ASSIGNMENT OF ERROR II
THE TRIAL COURT ERRED, TO THE PREJUDICE OF PLAINTIFF-APPELLANT, THE OXFORD OIL COMPANY, IN GRANTING DEFENDANTS-APPELLEES' MOTION FOR SUMMARY JUDGMENT AS A MATTER OF LAW BECAUSE THE FREE GAS CLAIMED BY THE APPELLEES IS NOT AVAILABLE TO THEM PURSUANT TO THE TERMS OF THE LEASE AGREEMENT.

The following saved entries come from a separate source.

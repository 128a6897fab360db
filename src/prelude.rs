//! Prelude module for common campusmap types and traits
//!
//! This module re-exports the most commonly used types, traits, and functions
//! for easy importing with `use campusmap::prelude::*;`

pub use crate::core::{
    config::{MarkerScaling, SvgCanvasOptions, TileBackground, ViewerOptions, ViewerPreset, ZoomTrigger},
    controller::{MapHandle, ViewportController},
    env::EnvConfig,
    geo::{LatLng, LatLngBounds, Point, TileCoord},
    map::{Map, MapOptions},
    paths::BasePath,
    viewport::Viewport,
};

pub use crate::layers::{
    base::LayerTrait,
    manager::LayerManager,
    marker::{MarkerIcon, MarkerLayer},
    style::{VectorOverlay, VectorStyle, ZoomCurve},
    tile::TileLayer,
};

pub use crate::input::events::{EventHandled, InputEvent, KeyCode, MapEvent};

pub use crate::content::{
    cache::ContentCache,
    loader::{ContentLoader, PointContent},
    source::{ContentSource, FileSource, HttpSource},
};

pub use crate::registry::{
    point::{PointLink, PointOfInterest},
    store::{PointRegistry, RegistryLoader},
};

pub use crate::svg::{
    board::{SvgMarker, SvgMarkerBoard},
    viewport::{SvgTool, SvgViewport, ViewerMode},
};

pub use crate::viewer::{
    drawer::{ContentState, Drawer, DrawerSection, Lightbox},
    MapViewer, SvgViewer,
};

#[cfg(feature = "egui")]
pub use crate::ui::{map_action_bar, svg_toolbar, DrawerAction, DrawerPanel, MapStyle, MapView, SvgView, TextureStore};

pub use crate::rendering::context::{DrawCommand, RenderContext};

pub use crate::{Error as MapError, Result};

pub use std::{
    sync::Arc,
    time::{Duration, Instant},
};

pub use fxhash::{FxHashMap as HashMap, FxHashSet as HashSet};

pub use futures::Future;
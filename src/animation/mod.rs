pub mod easing;
pub mod transitions;

pub use easing::EasingFunction;
pub use transitions::{Flight, TransitionState};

STANDARD OF REVIEW Summary judgment proceedings present the appellate court with the unique opportunity of reviewing the evidence in the same manner as the trial court. Smiddy v. The Wedding Party, Inc. (1987), 30 Ohio St.3d 35,36, 506 N.E.2d 212. Civ.R. 56(C) states in pertinent part: Summary Judgment shall be rendered forthwith if the pleadings, depositions, answers to interrogatories, written admissions, affidavits, transcripts of evidence in the pending case, and written stipulations of fact, if any, timely filed in the action, show that there is no genuine issue as to any material fact and that the moving party is entitled to judgment as a matter of law . . . A summary judgment shall not be rendered unless it appears from such evidence or stipulation and only from the evidence or stipulation, that reasonable minds can come to but one conclusion and that conclusion is adverse to the party against whom the motion for summary judgment is made, that party being entitled to have the evidence or stipulation construed most strongly in the party's favor.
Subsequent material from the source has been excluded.